Puis nous sommes allés à Sasabe pour demander aux braves gens s’ils avaient pu exprimer leurs commentaires sur la tour qui devait être installée dans leur petite ville-frontière. (Le gros guide officiel enterré à la bibliothèque dit que les commentaires populaires sont exigés par la loi). « Quelle tour de surveillance ? » demandèrent les braves gens de Sasabe. Nous nous sommes baladés et nous avons regardé la tour de surveillance de Sasabe. Il n’y avait pas grand-chose à faire, pas d’immigrés en vue, alors nous sommes allés à la boutique où les agents de la Police des Frontières achetaient leurs sucreries, leurs snacks et leur café.

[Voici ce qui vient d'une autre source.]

//! # Audit Pipeline
//!
//! Multi-pass code review driven by a remote language model.
//!
//! ## Pipeline
//!
//! ```text
//! Directory
//!     │
//!     ├──> File Scanner (.gitignore + .aiauditignore aware)
//!     │      └─> Source files
//!     │
//!     ├──> Chunker + Size Guard
//!     │      └─> Bounded chunks
//!     │
//!     ├──> Wear Orchestrator (chunk × wear, bounded concurrency)
//!     │      ├─> Content Cache (hit: no model call)
//!     │      └─> Inference Client (miss: call, validate, store)
//!     │
//!     └──> Artifacts
//!            ├─> <stem>_audit.json, _summary_audit.json
//!            ├─> rationale store
//!            ├─> architecture review
//!            └─> _design_detail.md, _design_overview.md
//! ```
//!
//! ## Example
//!
//! ```no_run
//! use audit_inference::{InferenceClient, ModelConfig};
//! use audit_pipeline::{Pipeline, PipelineConfig};
//! use std::path::Path;
//!
//! #[tokio::main]
//! async fn main() -> Result<(), Box<dyn std::error::Error>> {
//!     let client = InferenceClient::new(ModelConfig::new("http://localhost:11434/v1", "gpt-oss:120b"))?;
//!     let pipeline = Pipeline::open(PipelineConfig::new("/tmp/ai_audit"), client).await?;
//!
//!     let summary = pipeline.audit_directory(Path::new("src"), false, None).await?;
//!     println!("{} issues in {} files", summary.total_issues, summary.audited_files);
//!     pipeline.close().await?;
//!     Ok(())
//! }
//! ```

mod architecture;
mod audit;
mod design_doc;
mod error;
mod limits;
mod orchestrator;
mod pipeline;
mod rationale;
mod run_lock;
mod scanner;
mod skeletons;
pub mod wear;

pub use architecture::ArchitectureReport;
pub use audit::{
    artifact_path, write_file_artifact, DirectoryAuditResult, FailedFile, FileAuditResult,
    FileSummary, AUDIT_SUFFIX, SUMMARY_FILE_NAME,
};
pub use design_doc::{
    DesignDocReport, DesignDocRun, DesignDocState, DETAIL_FILE_NAME, OVERVIEW_FILE_NAME,
};
pub use error::{PipelineError, Result};
pub use limits::{
    parse_concurrency, ConcurrencyLimit, ConcurrencySnapshot, InferencePermit, CONCURRENCY_ENV,
    DEFAULT_CONCURRENCY, MAX_CONCURRENCY,
};
pub use orchestrator::{
    AuditResult, CachePolicy, CallCounter, CallStats, RationaleOutcome, WearOrchestrator,
};
pub use pipeline::{Pipeline, PipelineConfig};
pub use rationale::{RationaleEntry, RationaleReport, RationaleStore};
pub use scanner::{AuditIgnore, FileScanner, IGNORE_FILE_NAME};
pub use skeletons::{batch_skeletons, collect_skeletons, Batch, SkeletonBlock};
pub use wear::{Issue, Severity, Wear, WearOutput};
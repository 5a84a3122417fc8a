use crate::error::{PipelineError, Result};
use fs2::FileExt;
use std::path::Path;

/// Exclusive advisory lock on a file, released on drop
pub(crate) struct RunLock {
    file: std::fs::File,
}

impl Drop for RunLock {
    fn drop(&mut self) {
        let _ = self.file.unlock();
    }
}

impl RunLock {
    /// Wait for the lock at `path`, creating the file if needed
    pub(crate) async fn acquire(path: &Path) -> Result<Self> {
        if let Some(parent) = path.parent() {
            tokio::fs::create_dir_all(parent).await?;
        }
        let path = path.to_path_buf();
        tokio::task::spawn_blocking(move || -> Result<RunLock> {
            let file = std::fs::OpenOptions::new()
                .create(true)
                .read(true)
                .write(true)
                .truncate(false)
                .open(&path)
                .map_err(|err| {
                    PipelineError::LockError(format!("open {}: {err}", path.display()))
                })?;
            file.lock_exclusive().map_err(|err| {
                PipelineError::LockError(format!("acquire {}: {err}", path.display()))
            })?;
            log::debug!("Acquired run lock {}", path.display());
            Ok(RunLock { file })
        })
        .await?
    }

}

Alors, j’ai fait un reportage sur certains agents de la Police des Frontières. Les agents jetaient les emballages et les gobelets sur le sol (infraction, dépôt d’ordures illicite). Sinon, les agents de la Police des Frontières restaient assis dans leurs véhicules climatisés et parlaient sur leurs téléphones mobiles. Puis, ils démarraient soudain à une vitesse extrême, mettant en danger la vie de quiconque circulait sur l’autoroute. Plus tard, ils revenaient, seuls, pour acheter plus de snacks et se livrer à plus de communications téléphoniques.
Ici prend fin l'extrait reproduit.